Mais là, il s'agit de faire un choix certes difficile mais audacieux et responsable car la paix à un prix, c'est la fermeté et la justice dans un État de droit. Un certain nombre de problématiques doivent avoir un feed-back assez net et claire pour la visibilité politique :

Quel message politique fort à adresser aux groupes rebelles ? Quelle projection pour l'avenir ?
Fumer le calumet de la paix ou fabriquer/inciter/planifier les prochains déstabilisation/massacres ?
De quelle paix l'on veut aspirer - certaine et durable/profonde ou simplement de circonstance et précaire ? Quelle vision pour la paix avec quelle politique ? patin couffin ...

Sur ce, le nœud du problème centrafricain réside dans l'absence d'une réelle volonté politique et de manque de courage politique à s'attaquer sans détours aux problèmes qui minent le pays, lesquels sont connus comme un loup blanc.
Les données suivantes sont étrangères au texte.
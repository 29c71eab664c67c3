//! Timer registry polled by the test coordinator.
//!
//! Timers are plain data: the coordinator asks for the next deadline, sleeps
//! until then (or until a socket becomes ready), and calls [`Timers::run`]
//! to learn which timers fired. Periodic timers are rearmed from their
//! previous expiry so reports do not drift.

use std::time::{Duration, Instant};

/// What a timer is for; the coordinator dispatches on this.
#[derive(Debug, Clone, Copy, PartialEq, Eq, Hash)]
pub enum TimerKind {
    /// End of a duration-bounded test
    Duration,
    /// Per-interval statistics snapshot
    Stats,
    /// Per-interval report output
    Reporter,
    /// End of the omit (warm-up) period
    Omit,
}

#[derive(Debug, Clone, Copy, PartialEq, Eq, Hash, PartialOrd, Ord)]
pub struct TimerId(u64);

#[derive(Debug, Clone)]
struct Timer {
    id: TimerId,
    kind: TimerKind,
    expiry: Instant,
    period: Option<Duration>,
}

/// Time-ordered set of armed timers.
///
/// # Examples
///
/// ```
/// use rsperf::timer::{TimerKind, Timers};
/// use std::time::{Duration, Instant};
///
/// let start = Instant::now();
/// let mut timers = Timers::new();
/// timers.add(TimerKind::Stats, start, Duration::from_secs(1), true);
/// timers.add(TimerKind::Duration, start, Duration::from_secs(3), false);
///
/// let fired = timers.run(start + Duration::from_secs(1));
/// assert_eq!(fired.len(), 1);
/// assert_eq!(fired[0].1, TimerKind::Stats);
/// ```
#[derive(Debug, Default)]
pub struct Timers {
    // Sorted by expiry, ties in insertion order.
    timers: Vec<Timer>,
    next_id: u64,
}

impl Timers {
    pub fn new() -> Self {
        Self::default()
    }

    /// Arms a timer that first fires `delay` after `now`.
    pub fn add(&mut self, kind: TimerKind, now: Instant, delay: Duration, periodic: bool) -> TimerId {
        let id = TimerId(self.next_id);
        self.next_id += 1;
        self.insert(Timer {
            id,
            kind,
            expiry: now + delay,
            period: periodic.then_some(delay),
        });
        id
    }

    pub fn cancel_all(&mut self) {
        self.timers.clear();
    }

    pub fn is_empty(&self) -> bool {
        self.timers.is_empty()
    }

    pub fn len(&self) -> usize {
        self.timers.len()
    }

    /// Earliest deadline, if any timer is armed.
    pub fn next_expiry(&self) -> Option<Instant> {
        self.timers.first().map(|t| t.expiry)
    }

    /// Fires every timer due at `now`, in expiry order.
    ///
    /// One-shot timers are removed. A periodic timer fires at most once per
    /// call and is rearmed one period after its previous expiry.
    pub fn run(&mut self, now: Instant) -> Vec<(TimerId, TimerKind)> {
        let due = self.timers.partition_point(|t| t.expiry <= now);
        let fired: Vec<Timer> = self.timers.drain(..due).collect();

        let mut out = Vec::with_capacity(fired.len());
        for mut timer in fired {
            out.push((timer.id, timer.kind));
            if let Some(period) = timer.period {
                timer.expiry += period;
                self.insert(timer);
            }
        }
        out
    }

    fn insert(&mut self, timer: Timer) {
        let pos = self.timers.partition_point(|t| t.expiry <= timer.expiry);
        self.timers.insert(pos, timer);
    }
}

/// Sleeps until `deadline`, or forever when there is none.
pub async fn sleep_until(deadline: Option<Instant>) {
    match deadline {
        Some(at) => tokio::time::sleep_until(tokio::time::Instant::from_std(at)).await,
        None => std::future::pending().await,
    }
}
A la communauté internationale qui impose un agenda dans un traitement superficiel de la crise selon ses propres ambitions pour pérenniser ses intérêts, aux locaux qui souhaitent et veulent un règlement en profondeur pour un renouveau. Encore une fois je reviens sur le fait que, quand on ne déblaie pas le gravât, comment peut-on imaginer et penser reconstruire sur un tas de ruine ? C'est tout simplement un manque du sérieux et de la légèreté dans la vision qui nécessite un bon sens politique.

Envers et contre tous, un bon nombre de centrafricains et d'observateurs pensent et croient dure comme fer, comme moi que tant de massacres civiles, de la destruction de biens publics, de traumatisme et de profonde dislocation sociale ne doivent pas faire l'objet d'un sacrifice d'expiation aux criminels.

Sans vouloir me regarder le nombril, et surtout quand on sait que toute solution de sortir de crise est la bienvenue, Je dirais oui mais pas à n'importe quel prix car à chat échaudé craint l'eau froide. En d'autres termes, l'expérience du passé nous amène à une très grande prudence, changer de cap pour aborder les choses d'une manière responsable, une autre vision réaliste et non le « copie-coller ».

Un forum où il faut manager la chèvre et le chou, tellement que les intérêts contradictoires des uns et des autres s'assemblent pour se converger vers une lutte de positionnement, où les rebelles sont invités à discuter le bout de gras pour défendre leurs intérêts et non répondre de leurs actes criminels. Il s'agit là de revendiquer « le droit acquis aux DDR » là où ils tirent leur miel. Et dans cette position, il est évident qu'on ne peut pas à la fois leur accorder le DDR et en même temps les poursuivre. Cela revêt un non sens et une vérité de la palisse. S'attaquer de cette manière pour lutter contre l'impunité et la banalisation de la rébellion en Centrafrique c'est comme tuer un âne à coup de figues molles quand on connaît l'entêtement de l'animal, sa capacité d’endurance. Pour illustrer je dirais que la caque sent toujours le hareng, en d'autre terme , même chasser le naturel revient toujours au grand galop car il n'y a ni rebelles responsables, ni criminels gentils quand tous ont comme l'assiette au beurre le DDR, le pouvoir par la force des armes, la corruption pour acheter leurs silence …..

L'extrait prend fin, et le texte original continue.